Ali Mohammad Rafayet, Myers Taylor, Wagner Ellen, Ratnu Harshil, Dorsey E Ray, Hoque Ehsan
Computer Science, University of Rochester, Rochester, NY, USA.
Center for Health+Technology, University of Rochester Medical Center, Rochester, NY, USA.
NPJ Digit Med. 2021 Sep 3;4(1):129. doi: 10.1038/s41746-021-00502-8.

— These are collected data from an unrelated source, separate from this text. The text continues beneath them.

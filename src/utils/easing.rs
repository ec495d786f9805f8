//! Easing curves shaping the trigger distribution within a cycle.
//!
//! Based on: <https://easings.net/>

// Based on CC-BY-NC-4.0-licensed code (c) 2024 by J.S. Bouten (Zaphod B)

#[allow(unused_imports)]
use num_traits::float::Float;

#[derive(Debug, Default, PartialEq, Eq, Clone, Copy)]
pub enum Easing {
    InQuint,
    InQuart,
    InCubic,
    InQuad,
    InSine,

    #[default]
    Linear,

    OutSine,
    OutQuad,
    OutCubic,
    OutQuart,
    OutQuint,
}

impl<T> From<T> for Easing
where
    T: Into<i32>,
{
    fn from(value: T) -> Self {
        match value.into() {
            1 => Easing::InQuint,
            2 => Easing::InQuart,
            3 => Easing::InCubic,
            4 => Easing::InQuad,
            5 => Easing::InSine,
            7 => Easing::OutSine,
            8 => Easing::OutQuad,
            9 => Easing::OutCubic,
            10 => Easing::OutQuart,
            11 => Easing::OutQuint,
            _ => Easing::Linear,
        }
    }
}

impl Easing {
    /// Apply the curve to a phase in `[0, 1]`.
    #[inline]
    pub fn apply(self, d: f32) -> f32 {
        match self {
            Easing::InQuint => d * d * d * d * d,
            Easing::InQuart => d * d * d * d,
            Easing::InCubic => d * d * d,
            Easing::InQuad => d * d,
            Easing::InSine => 1.0 - (d * core::f32::consts::FRAC_PI_2).cos(),
            Easing::Linear => d,
            Easing::OutSine => (d * core::f32::consts::FRAC_PI_2).sin(),
            Easing::OutQuad => 1.0 - (1.0 - d) * (1.0 - d),
            Easing::OutCubic => 1.0 - (1.0 - d).powi(3),
            Easing::OutQuart => 1.0 - (1.0 - d).powi(4),
            Easing::OutQuint => 1.0 - (1.0 - d).powi(5),
        }
    }
}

A prevalent symptom of Parkinson's disease (PD) is hypomimia - reduced facial expressions. In this paper, we present a method for diagnosing PD that utilizes the study of micro-expressions. We analyzed the facial action units (AU) from 1812 videos of 604 individuals (61 with PD and 543 without PD, with a mean age 63.9 y/o, sd. 7.8) collected online through a web-based tool ( www.parktest.net ). In these videos, participants were asked to make three facial expressions (a smiling, disgusted, and surprised face) followed by a neutral face. Using techniques from computer vision and machine learning, we objectively measured the variance of the facial muscle movements and used it to distinguish between individuals with and without PD. The prediction accuracy using the facial micro-expressions was comparable to methodologies that utilize motor symptoms. Logistic regression analysis revealed that participants with PD had less variance in AU6 (cheek raiser), AU12 (lip corner puller), and AU4 (brow lowerer) than non-PD individuals. An automated classifier using Support Vector Machine was trained on the variances and achieved 95.6% accuracy. Using facial expressions as a future digital biomarker for PD could be potentially transformative for patients in need of remote diagnoses due to physical separation (e.g., due to COVID) or immobility.
帕金森病(PD)的一个常见症状是面部表情减少——表情淡漠。在本文中,我们提出了一种利用微表情研究来诊断帕金森病的方法。我们分析了通过基于网络的工具(www.parktest.net)在线收集的604名个体(61名帕金森病患者和543名非帕金森病患者,平均年龄63.9岁,标准差7.8)的1812个视频中的面部动作单元(AU)。在这些视频中,参与者被要求做出三种面部表情(微笑、厌恶和惊讶的表情),然后是中性表情。我们使用计算机视觉和机器学习技术客观地测量了面部肌肉运动的方差,并用它来区分帕金森病患者和非帕金森病患者。使用面部微表情的预测准确率与利用运动症状的方法相当。逻辑回归分析显示,帕金森病患者在AU6(提颊肌)、AU12(拉口角肌)和AU4(降眉肌)方面的方差低于非帕金森病个体。使用支持向量机的自动分类器根据这些方差进行训练,准确率达到了95.6%。对于因身体隔离(如因新冠疫情)或行动不便而需要远程诊断的患者,将面部表情作为帕金森病未来的数字生物标志物可能具有潜在的变革性。